Rupiah Jaya! Dolar AS Teraniaya di Asia

Jakarta, CNBC Indonesia - Nilai tukar rupiah sukses menghentikan rekor buruk melawan dolar Amerika Serikat (AS) pada pekan lalu, dan melanjutkan kinerja positif pada perdagangan Senin (26/4/2021). Dolar AS yang sedang lesu membuat rupiah menguat dengan mudah.
Melansir data Refinitiv, rupiah membuka perdagangan dengan menguat 0,14% ke Rp 14.500/US$. Setelahnya penguatan rupiah terakselerasi hingga 0,34% ke Rp 14.470/US$ dan bertahan di zona hijau sepanjang hari.

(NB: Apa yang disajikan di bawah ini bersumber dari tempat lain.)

use chrono::Utc;
use dioxus::document::Title;
use dioxus::prelude::*;
use dioxus_free_icons::icons::fa_solid_icons::{FaFloppyDisk, FaPen, FaXmark};
use dioxus_free_icons::Icon;

use crate::{
    account::profile::{ProfileForm, TouristAccount as AccountState},
    client::{
        components::{Page, TripCard},
        store::{
            notice::use_notices,
            session::{use_api, use_identity},
        },
    },
    model::notice::{IntoNotice, Notice},
};

/// A labelled profile value, editable while `on_input` is present
#[component]
fn DetailField(
    label: &'static str,
    value: String,
    kind: Option<&'static str>,
    on_input: Option<EventHandler<String>>,
) -> Element {
    rsx!(
        label { class: "form-control",
            span { class: "label-text text-gray-500", "{label}" }
            if let Some(on_input) = on_input {
                input {
                    class: "input input-bordered",
                    r#type: kind.unwrap_or("text"),
                    value: "{value}",
                    oninput: move |evt| on_input.call(evt.value()),
                }
            } else {
                div { class: "p-2 bg-base-200 rounded-md min-h-[42px]",
                    if value.is_empty() { "N/A" } else { "{value}" }
                }
            }
        }
    )
}

#[component]
pub fn TouristAccount() -> Element {
    let api = use_api();
    let identity = use_identity();
    let mut notices = use_notices();
    let mut account = use_signal(AccountState::default);

    let tourist_id = identity.read().user_id();

    let load_api = api.clone();
    use_hook(move || {
        spawn(async move {
            let Some(tourist_id) = tourist_id else {
                notices
                    .write()
                    .push(Notice::error("Please sign in to see your account."));
                return;
            };

            let load = AccountState::fetch(&load_api, tourist_id).await;
            let failed = account.write().apply(load);
            notices.write().extend(failed);
        })
    });

    let save = use_callback(move |_: ()| {
        let api = api.clone();
        let Some(tourist_id) = tourist_id else {
            return;
        };

        let update = match account.write().begin_save() {
            Ok(Some(update)) => update,
            Ok(None) => return,
            Err(e) => {
                notices.write().push(e.into_notice());
                return;
            }
        };

        spawn(async move {
            let result = api.update_tourist_profile(tourist_id, &update).await;
            let notice = account.write().finish_save(update, result);
            notices.write().push(notice);
        });
    });

    let mut edit = move |apply: fn(&mut ProfileForm, String), value: String| {
        if let Some(form) = account.write().editing.as_mut() {
            apply(form, value);
        }
    };

    let current = account.read().clone();
    let age = current
        .age(Utc::now().date_naive())
        .map_or_else(String::new, |age| age.to_string());

    if current.loading {
        return rsx!(
            Page { title: "My Account",
                span { class: "loading loading-spinner" }
            }
        );
    }

    let Some(profile) = current.profile.clone() else {
        return rsx!(
            Title { "My Account | The Pearl" }
            Page { title: "My Account",
                p { class: "text-red-700", "Your profile could not be loaded." }
            }
        );
    };
    let shown = current
        .editing
        .clone()
        .unwrap_or_else(|| ProfileForm::from_profile(&profile));
    let editing = current.editing.is_some();
    let picture = profile
        .profile_picture
        .clone()
        .filter(|p| !p.is_empty())
        .unwrap_or_else(|| crate::model::tourist::DEFAULT_PROFILE_PICTURE.to_string());

    rsx!(
        Title { "My Account | The Pearl" }
        Page { title: "My Account",
            div { class: "grid lg:grid-cols-3 gap-8",
                section { class: "card shadow-sm lg:col-span-2",
                    div { class: "card-body",
                        div { class: "flex items-center gap-4 mb-4",
                            img { class: "w-20 h-20 rounded-full object-cover", src: "{picture}", alt: "{profile.name}" }
                            div {
                                h2 { class: "text-xl font-semibold", "{profile.name}" }
                                p { class: "text-gray-500", "{profile.email}" }
                            }
                            div { class: "ml-auto flex gap-2",
                                if editing {
                                    button {
                                        class: "btn btn-ghost btn-sm",
                                        disabled: current.is_saving(),
                                        onclick: move |_| account.write().cancel_edit(),
                                        Icon { width: 12, height: 12, icon: FaXmark }
                                        "Cancel"
                                    }
                                    button {
                                        class: "btn btn-primary btn-sm",
                                        disabled: current.is_saving(),
                                        onclick: move |_| save.call(()),
                                        Icon { width: 12, height: 12, icon: FaFloppyDisk }
                                        if current.is_saving() { "Saving..." } else { "Save" }
                                    }
                                } else {
                                    button {
                                        class: "btn btn-outline btn-sm",
                                        onclick: move |_| account.write().begin_edit(),
                                        Icon { width: 12, height: 12, icon: FaPen }
                                        "Edit Profile"
                                    }
                                }
                            }
                        }
                        div { class: "grid md:grid-cols-2 gap-4",
                            DetailField {
                                label: "Name",
                                value: shown.name,
                                on_input: editing.then_some(EventHandler::new(move |v| edit(|f, v| f.name = v, v))),
                            }
                            DetailField {
                                label: "Email",
                                value: shown.email,
                                kind: "email",
                                on_input: editing.then_some(EventHandler::new(move |v| edit(|f, v| f.email = v, v))),
                            }
                            DetailField {
                                label: "Passport Number",
                                value: shown.passport_number,
                                on_input: editing.then_some(EventHandler::new(move |v| edit(|f, v| f.passport_number = v, v))),
                            }
                            DetailField {
                                label: "Country",
                                value: shown.country,
                                on_input: editing.then_some(EventHandler::new(move |v| edit(|f, v| f.country = v, v))),
                            }
                            DetailField {
                                label: "Address",
                                value: shown.address,
                                on_input: editing.then_some(EventHandler::new(move |v| edit(|f, v| f.address = v, v))),
                            }
                            DetailField {
                                label: "Birthday",
                                value: shown.birth_day,
                                kind: "date",
                                on_input: editing.then_some(EventHandler::new(move |v| edit(|f, v| f.birth_day = v, v))),
                            }
                            if !editing {
                                DetailField { label: "Age", value: age }
                            }
                        }
                    }
                }
                section {
                    h2 { class: "text-xl font-semibold mb-4", "Completed Trips" }
                    if current.completed_trips.is_empty() {
                        p { class: "text-gray-500", "No completed trips yet." }
                    }
                    div { class: "flex flex-col gap-4",
                        for trip in current.completed_trips.iter().cloned() {
                            TripCard { key: "{trip.id}", trip }
                        }
                    }
                }
            }
        }
    )
}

Di penutupan perdagangan, rupiah berada di Rp 14.480/US$, menguat 0,28% di pasar spot.
Tidak hanya rupiah, mayoritas mata yang utama Asia juga menguat melawan dolar AS. Hingga pukul 15:13 WIB, hanya peso Filipina dan baht Thailand yang melemah. Beberapa mata uang juga mencatat penguatan yang cukup signifikan, dolar Taiwan menjadi yang terbaik sebesar 0,55%.
Berikut pergerakan dolar AS melawan mata uang utama Asia.
Minggu lalu, rupiah sukses menghentikan tren tidak pernah menguat dalam 9 pekan beruntun melawan dolar AS pada, setelah menguat 0,27%. Ini merupakan penguatan mingguan pertama rupiah setelah stagnan pada pekan sebelumnya, dan melemah dalam 8 pekan beruntun. Rentetan tersebut menjadi rekor terburuk sejak September 2015, saat itu rupiah melemah dalam 11 pekan beruntun.
Merosotnya indeks dolar AS menjadi pemicu penguaatan rupiah. Pada pekan lalu indeks dolar AS merosot nyaris 1% dan berlanjut sore ini sebesar 0,11% ke 90,755. Level tersebut merupakan yang terendah sejak 3 Maret lalu. Indeks yang mengukur kekuatan dolar AS juga telah melemah dalam 3 pekan beruntun dengan total 2,33%.
Di pekan ini, ada bank sentral AS (The Fed) yang akan mengumumkan kebijakan moneter.
Ketua The Fed, Jerome Powell berulang kembali menegaskan tidak akan merubah kebijakan moneternya meski pertumbuhan ekonomi serta inflasi di AS naik lebih tinggi ketimbang prediksi. Hal tersebut menjadi pemicu pelemahan dolar AS belakangan ini.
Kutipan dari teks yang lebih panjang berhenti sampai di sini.